Januari 20, 2021 by Tidak ada Komentar


Sebuah prasasti Yunani berusia 1.500 tahun dengan nama “Kristus, lahir dari Maria” ditemukan di Israel utara, Otoritas Purbakala mengumumkan pada hari Rabu.

Para arkeolog menemukan prasasti yang diukir di pintu masuk sebuah bangunan yang mengesankan dari periode Bizantium atau awal Islam, yang menampilkan trotoar mosaik yang didekorasi dengan desain geometris.
Temuan itu diungkapkan dalam penggalian penyelamatan yang diarahkan oleh Tzachi Lang dan Kojan Haku sebelum pembangunan jalan di dalam desa Taiba di Lembah Yizreel.
“Kami tidak tahu apa yang diharapkan sebelum pekerjaan itu, tetapi kami tahu bahwa ini adalah area di mana sisa-sisa arkeologi telah ditemukan. Ketika kami menemukan prasasti tersebut, kami tahu kami memiliki sebuah gereja, “kata arkeolog dari Antiquities Authority (IAA) Yardenna Alexandre. The Jerusalem Post.
Menurut hukum di Israel, penggalian penyelamatan harus dilakukan sebelum proyek konstruksi apa pun. Orang-orang dari komunitas lokal biasanya diundang untuk mengambil bagian dalam proyek, sesuai dengan kebijakan gabungan oleh IAA untuk menumbuhkan minat pada arkeologi dan warisan negara.
“Kristus lahir dari Maria. Ini karya uskup yang paling takut akan Tuhan dan saleh [Theodo]sius dan Th yang sengsara[omas] dibangun dari yayasan. Siapa pun yang masuk harus berdoa untuk mereka, ”demikian bunyi prasasti lengkapnya, menurut Dr. Leah Di Segni, peneliti di Institut Arkeologi Universitas Ibrani Yerusalem.
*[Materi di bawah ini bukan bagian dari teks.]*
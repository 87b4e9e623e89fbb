#![allow(dead_code)]

use std::sync::{Arc, Mutex};

use tokio::sync::mpsc;
use warp::http::{Response, StatusCode};
use warp::Filter;

#[derive(Debug, Clone)]
pub struct RecordedRequest {
    pub path: String,
    pub api_key: Option<String>,
    pub body: serde_json::Value,
}

pub struct MockTts {
    pub base_url: String,
    pub requests: Arc<Mutex<Vec<RecordedRequest>>>,
    shutdown: mpsc::Sender<()>,
}

impl MockTts {
    pub fn requests(&self) -> Vec<RecordedRequest> {
        self.requests.lock().unwrap().clone()
    }

    pub async fn shutdown(self) {
        let _ = self.shutdown.send(()).await;
    }
}

/// Serve `body` with `status` for every POST, recording what was sent.
pub async fn spawn_mock_tts(status: u16, body: &str) -> MockTts {
    let (shutdown_tx, mut shutdown_rx) = mpsc::channel(1);
    let requests = Arc::new(Mutex::new(Vec::new()));
    let recorded = requests.clone();
    let body = body.to_string();
    let status = StatusCode::from_u16(status).unwrap();

    let route = warp::post()
        .and(warp::path::full())
        .and(warp::header::optional::<String>("x-goog-api-key"))
        .and(warp::body::json())
        .map(
            move |path: warp::path::FullPath, api_key: Option<String>, json: serde_json::Value| {
                recorded.lock().unwrap().push(RecordedRequest {
                    path: path.as_str().to_string(),
                    api_key,
                    body: json,
                });
                Response::builder()
                    .status(status)
                    .header("content-type", "application/json")
                    .header("x-request-id", "mock-1")
                    .body(body.clone())
                    .unwrap()
            },
        );

    let (addr, server) =
        warp::serve(route).bind_with_graceful_shutdown(([127, 0, 0, 1], 0), async move {
            shutdown_rx.recv().await;
        });
    tokio::spawn(server);

    MockTts {
        base_url: format!("http://{}/v1beta", addr),
        requests,
        shutdown: shutdown_tx,
    }
}

pub fn audio_response(base64_data: &str) -> String {
    serde_json::json!({
        "candidates": [{
            "content": {
                "role": "model",
                "parts": [{
                    "inlineData": { "mimeType": "audio/L16;codec=pcm;rate=24000", "data": base64_data }
                }]
            },
            "finishReason": "STOP"
        }]
    })
    .to_string()
}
Prasasti, “Kristus lahir dari Maria” ditemukan dalam penggalian di et-Taiyiba di Lembah Yizreel. (Tzachi Lang / Israel Antiquities Authority)

“Prasasti itu menyambut mereka yang masuk dan memberkati mereka. Oleh karena itu jelas bahwa bangunan itu adalah gereja, dan bukan biara – gereja menyambut orang percaya di pintu masuk mereka, sementara biara cenderung tidak melakukan ini, ”komentar Di Segni dalam siaran pers.

Theodosius adalah uskup agung regional kota metropolitan Beit She’an, tempat Taiba berada pada abad ke-5 Masehi. Namanya muncul dalam dokumen yang berkaitan dengan pertemuan uskup agung, Alexandre menjelaskan.
Kata “Kristus lahir dari Maria” banyak digunakan di awal dokumen atau bentuk teks lainnya, berfungsi sebagai berkat dan perlindungan dari kejahatan.
“Sebagai berkah, prasasti itu pasti berdiri di depan pintu masuk gereja, di mana orang bisa melihatnya. Namun, sekarang batu tersebut ditemukan tergabung dalam dinding, oleh karena itu kita tahu bahwa batu tersebut digunakan kembali sebagai bahan konstruksi. Sepertinya bangunan itu runtuh dan dibangun kembali, ”Alexandre menunjukkan.
Wilayah Lembah Yizreel memberikan banyak kesaksian tentang kehidupan Kristen kuno.
“Ini adalah bukti pertama keberadaan gereja Bizantium di desa Taiba dan menambah temuan lain yang membuktikan aktivitas umat Kristiani yang tinggal di wilayah tersebut,” kata arkeolog IAA Dr. Walid Atrash.
Antara lain, sisa-sisa gereja dari periode Tentara Salib dan biara kuno ditemukan di daerah tersebut.

Taiba sendiri adalah sebuah desa Kristen pada periode Bizantium (abad ke-5 hingga ke-7) dan kemudian menjadi situs benteng Tentara Salib.

“Desa Arab modern tumbuh di sekitarnya, dan beberapa sisa-sisa masih terlihat,” Alexandre menyimpulkan.